Infoprisons

Paroles de détenu-es

Il est bien sûr regrettable que tout au long de notre manifestation « Prison, justice et droits humains » aucun-e détenu-e ou ancien-ne détenu-e ne participe à la discussion. Cela s’explique par la difficulté de contacter les personnes concernées et surtout de les convaincre de faire entendre leur point de vue. Lorsque c’est arrivé, lors d’autres manifestations, nous avons eu le sentiment qu’ils et elles se tenaient en retrait, exprimant une situation de malaise. Cela nous donnait l’impression de nous servir d’elles et d’eux comme d’un alibi contre l’accusation de les exclure.

C’est pourquoi nous avons estimé que leur parole serait mieux entendue si elle bénéficiait d’un espace et d’un temps qui leur serait entièrement réservé, et si elle était portée par des artistes de grand talent. 

Nombreux sont les écrits de prisonnières ou de prisonniers célèbres, de Rosa Luxembourg à Angela Davis, de Soljenitsyne à Nelson Mandela et tant d’autres. Notre ambition est au contraire de rendre visibles celles et ceux qui sont à l’ombre des murs, mais proches de nous, en Suisse ou en Europe, hier ou aujourd’hui. Celles et ceux qui n’ont jamais mis les pieds dans une prison ne peuvent pas se représenter ce que cela signifie d’y être enfermé-e. Même les juges… Ainsi les textes mis en scène et en musique par les artistes de cette soirée donnent à entendre des réalités bien différentes des discours habituels du monde judiciaire. Ils sont parfois accusateurs, revendicateurs, rédigés en termes crus. Parfois ils mettent en lumière la vie des prisons au jour le jour, les regrets, les frustrations, les espoirs. D’autres encore sont poétiques et témoignent d’une grande sensibilité. 

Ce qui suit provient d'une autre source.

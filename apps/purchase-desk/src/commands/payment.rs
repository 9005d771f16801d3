//! # Payment Commands
//!
//! Bill submission, per-line partial payments and their reversals.
//!
//! ## Payment Flow
//! ```text
//! ┌─────────────────────────────────────────────────────────────────────────┐
//! │                                                                         │
//! │  apply_partial_payment ──► ledger +amount ──► product paid += amount    │
//! │                                                   │                     │
//! │                                                   ▼                     │
//! │                                       Unpaid / PartiallyPaid / FullyPaid│
//! │                                                   ▲                     │
//! │  reverse_payment ────────► ledger −amount ──► product paid −= amount    │
//! │                                                                         │
//! │  submit_bill ────────────► challans Processed, history row, bill Paid   │
//! └─────────────────────────────────────────────────────────────────────────┘
//! ```
//!
//! Every payment and reversal also lands as a row in the payment history.

use chrono::NaiveDate;
use serde::{Deserialize, Serialize};
use tracing::{debug, info};

use challan_core::{
    ChallanProduct, CoreError, LedgerEntry, Money, PartialPaymentRequest, PaymentHistory,
    PaymentStatusUpdate, PurchaseBill,
};

use crate::error::ApiError;
use crate::state::BookState;

/// A ledger entry together with the product state it produced.
#[derive(Debug, Clone, Serialize, Deserialize)]
#[serde(rename_all = "camelCase")]
pub struct PaymentResponse {
    pub entry: LedgerEntry,
    pub product: ChallanProduct,
}

/// Ledger entries for one challan product with their running balance.
#[derive(Debug, Clone, Serialize, Deserialize)]
#[serde(rename_all = "camelCase")]
pub struct LedgerView {
    pub challan_id: String,
    pub product_id: String,
    pub entries: Vec<LedgerEntry>,
    pub balance: Money,
}

/// Submits the draft: its challans become processed and the bill is paid.
pub fn submit_bill(book: &BookState) -> Result<PurchaseBill, ApiError> {
    debug!("submit_bill command");

    let bill = book.with_book_mut(|b| b.submit_bill())?;

    info!(
        bill_id = %bill.id,
        bill_no = %bill.bill_no,
        challans = bill.challan_ids.len(),
        total = %bill.totals.total,
        "Purchase bill submitted"
    );
    Ok(bill)
}

/// Applies a payment against one challan product.
pub fn apply_partial_payment(
    book: &BookState,
    request: PartialPaymentRequest,
) -> Result<PaymentResponse, ApiError> {
    debug!(
        challan_id = %request.challan_id,
        product_id = %request.product_id,
        amount = %request.payment_amount,
        "apply_partial_payment command"
    );

    let response = book.with_book_mut(|b| {
        let entry = b.apply_partial_payment(request)?.clone();
        payment_response(b, entry)
    })?;

    info!(
        entry_id = %response.entry.id,
        paid = %response.product.partial_payment_amount,
        status = ?response.product.payment_status,
        "Partial payment applied"
    );
    Ok(response)
}

/// Compensates an earlier payment with a negative ledger entry.
pub fn reverse_payment(
    book: &BookState,
    entry_id: &str,
    reversal_date: NaiveDate,
    reason: Option<String>,
) -> Result<PaymentResponse, ApiError> {
    debug!(entry_id = %entry_id, reason = ?reason, "reverse_payment command");

    let response = book.with_book_mut(|b| {
        let entry = b.reverse_payment(entry_id, reversal_date, reason)?.clone();
        payment_response(b, entry)
    })?;

    info!(
        entry_id = %entry_id,
        reversal_id = %response.entry.id,
        paid = %response.product.partial_payment_amount,
        "Payment reversed"
    );
    Ok(response)
}

/// Overrides a product's payment status without touching the ledger.
pub fn set_product_payment_status(
    book: &BookState,
    update: PaymentStatusUpdate,
) -> Result<ChallanProduct, ApiError> {
    debug!(
        challan_id = %update.challan_id,
        product_id = %update.product_id,
        status = ?update.payment_status,
        "set_product_payment_status command"
    );
    Ok(book.with_book_mut(|b| b.set_product_payment_status(update).cloned())?)
}

/// Payment history, newest first.
pub fn get_payment_history(book: &BookState) -> Vec<PaymentHistory> {
    debug!("get_payment_history command");
    book.with_book(|b| b.payment_history().to_vec())
}

/// Replaces the payment history with saved rows.
///
/// ## Returns
/// The history as stored, newest first
pub fn set_payment_history(
    book: &BookState,
    history: Vec<PaymentHistory>,
) -> Vec<PaymentHistory> {
    debug!(rows = history.len(), "set_payment_history command");
    let history = book.with_book_mut(|b| {
        b.set_payment_history(history);
        b.payment_history().to_vec()
    });
    info!(rows = history.len(), "Payment history loaded");
    history
}

/// Ledger entries for one challan product.
pub fn get_ledger(
    book: &BookState,
    challan_id: &str,
    product_id: &str,
) -> Result<LedgerView, ApiError> {
    debug!(challan_id = %challan_id, product_id = %product_id, "get_ledger command");
    Ok(book.with_book(|b| {
        b.challan(challan_id)?
            .product(product_id)
            .ok_or_else(|| CoreError::ChallanProductNotFound {
                challan_id: challan_id.to_string(),
                product_id: product_id.to_string(),
            })?;

        Ok::<_, CoreError>(LedgerView {
            challan_id: challan_id.to_string(),
            product_id: product_id.to_string(),
            entries: b
                .entries_for(challan_id, product_id)
                .into_iter()
                .cloned()
                .collect(),
            balance: b.ledger_balance(challan_id, product_id),
        })
    })?)
}

fn payment_response(
    book: &challan_core::ChallanBook,
    entry: LedgerEntry,
) -> Result<PaymentResponse, CoreError> {
    let product = book
        .challan(&entry.challan_id)?
        .product(&entry.product_id)
        .cloned()
        .ok_or_else(|| CoreError::ChallanProductNotFound {
            challan_id: entry.challan_id.clone(),
            product_id: entry.product_id.clone(),
        })?;
    Ok(PaymentResponse { entry, product })
}

#[cfg(test)]
mod tests {
    use super::*;
    use crate::commands::bill::build_bill;
    use crate::commands::challan::{get_pending_challans, ingest_challan};
    use crate::commands::test_support::{bill_request, date, record, state};
    use crate::error::ErrorCode;
    use challan_core::{ChallanStatus, EntryKind, PaymentMethod, PaymentSplit, PaymentStatus};

    fn cash(challan_id: &str, product_id: &str, rupees: i64) -> PartialPaymentRequest {
        PartialPaymentRequest {
            challan_id: challan_id.to_string(),
            product_id: product_id.to_string(),
            payment_amount: Money::from_rupees(rupees),
            payment_methods: PaymentSplit::new()
                .with(PaymentMethod::Cash, Money::from_rupees(rupees)),
            payment_date: date(10),
            reference: None,
        }
    }

    #[test]
    fn test_submit_bill() {
        let book = state();
        ingest_challan(&book, record("CH1", "V1", 10, 100)).unwrap();
        build_bill(&book, bill_request("V1", &["CH1"])).unwrap();

        let bill = submit_bill(&book).unwrap();
        assert_eq!(bill.totals.total, Money::from_rupees(1180));
        assert!(get_pending_challans(&book).challans.is_empty());
        assert_eq!(
            book.with_book(|b| b.challan("CH1").unwrap().status),
            ChallanStatus::Processed
        );
        assert_eq!(get_payment_history(&book).len(), 1);

        let err = submit_bill(&book).unwrap_err();
        assert_eq!(err.code, ErrorCode::BusinessLogic);
    }

    #[test]
    fn test_partial_payment_and_reversal() {
        let book = state();
        ingest_challan(&book, record("CH1", "V1", 5, 100)).unwrap();

        let first = apply_partial_payment(&book, cash("CH1", "P-CH1", 200)).unwrap();
        assert_eq!(first.product.payment_status, PaymentStatus::PartiallyPaid);

        let reversed = reverse_payment(&book, &first.entry.id, date(11), None).unwrap();
        assert_eq!(reversed.entry.kind, EntryKind::Reversal);
        assert_eq!(reversed.product.payment_status, PaymentStatus::Unpaid);
        assert_eq!(reversed.product.partial_payment_amount, Money::zero());

        let err = reverse_payment(&book, &first.entry.id, date(12), None).unwrap_err();
        assert_eq!(err.code, ErrorCode::PaymentError);

        let ledger = get_ledger(&book, "CH1", "P-CH1").unwrap();
        assert_eq!(ledger.entries.len(), 2);
        assert_eq!(ledger.balance, Money::zero());
    }

    #[test]
    fn test_payment_validation() {
        let book = state();
        ingest_challan(&book, record("CH1", "V1", 5, 100)).unwrap();

        let err = apply_partial_payment(&book, cash("CH1", "P-CH1", 0)).unwrap_err();
        assert_eq!(err.code, ErrorCode::ValidationError);

        let err = apply_partial_payment(&book, cash("CH1", "P-404", 10)).unwrap_err();
        assert_eq!(err.code, ErrorCode::NotFound);

        let err = get_ledger(&book, "CH9", "P-CH1").unwrap_err();
        assert_eq!(err.code, ErrorCode::NotFound);
    }

    #[test]
    fn test_status_override() {
        let book = state();
        ingest_challan(&book, record("CH1", "V1", 5, 100)).unwrap();

        let product = set_product_payment_status(
            &book,
            PaymentStatusUpdate {
                challan_id: "CH1".to_string(),
                product_id: "P-CH1".to_string(),
                payment_status: PaymentStatus::FullyPaid,
                partial_payment_amount: None,
                bill_id: None,
                bill_no: Some("PB/7".to_string()),
                payment_date: None,
            },
        )
        .unwrap();

        assert_eq!(product.payment_status, PaymentStatus::FullyPaid);
        assert_eq!(product.partial_payment_amount, Money::zero());
        assert_eq!(product.bill_no.as_deref(), Some("PB/7"));
    }

    #[test]
    fn test_set_payment_history_replaces_rows() {
        let book = state();
        ingest_challan(&book, record("CH1", "V1", 10, 100)).unwrap();
        apply_partial_payment(&book, cash("CH1", "P-CH1", 100)).unwrap();
        apply_partial_payment(&book, cash("CH1", "P-CH1", 50)).unwrap();
        let mut saved = get_payment_history(&book);
        saved.reverse();

        let fresh = state();
        let history = set_payment_history(&fresh, saved);
        let order: Vec<u32> = history.iter().map(|h| h.srl_no).collect();
        assert_eq!(order, vec![2, 1]);
        assert_eq!(get_payment_history(&fresh), history);
    }
}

D. Ancien détenu incarcéré aux EPO

J’étais qualifié d’ennemi public n° 1!  Nous étions des braqueurs. La police a montré les armes que nous possédions et quand un détenu qui a volé une poule voit ça, il comprend qu’on n’évolue pas dans la même ligue ! Mon complice et moi nous jouissions donc d’un certain prestige. Pour autant, nous n’étions pas des caïds, organisés pour exercer un pouvoir sur les autres détenus. C’était un «caïdat moral» parce que nous voulions améliorer la société, et la rendre plus juste. Nous étions respectés par les détenus et détestés par les autorités. Elles répandaient sur nous toutes sortes de fausses accusations.  (…) On veut nous faire régresser psychiquement par l’aveu de la culpabilité. Moi je n’ai jamais avoué. Je ne voulais pas de compromis avec les bourgeois, pas de compromis avec la justice. Je n’avouerai jamais rien.  (…) Contre nous, les contestataires ou les dissidents, le système pénal applique les armes juridiques prévues contre des humains détestables qui veulent tuer, et vu que nous ne regrettons pas nos actes, on ne nous laisse pas sortir.   (…) Pour les cas très graves, on devrait prévoir une relégation dans une vallée dont les tueurs ne doivent plus pouvoir sortir. Ce qui ne va pas c’est qu’on applique   ce système aux dissidents et qu’on ne fait plus de distinction entre les détenus politiques (ce que j’estime avoir été) et les autres. J’ai toujours été criminalisé et je le suis encore.  (…) Les prisonniers politiques, c’est fini! Il y a peut-être les black bloc, mais je ne les connais pas. Ce qui me fait réfléchir, c’est que notre époque pratique la robotisation des humains et l’humanisation des robots. Avec l’intelligence artificielle, on vit dans une société artificielle. Le clivage droite-gauche, c’est fini. Ma réflexion n’est même plus politique, elle est devenue existentielle. C’est le brouillard. J’aimerais trouver des gens qui réfléchissent là-dessus.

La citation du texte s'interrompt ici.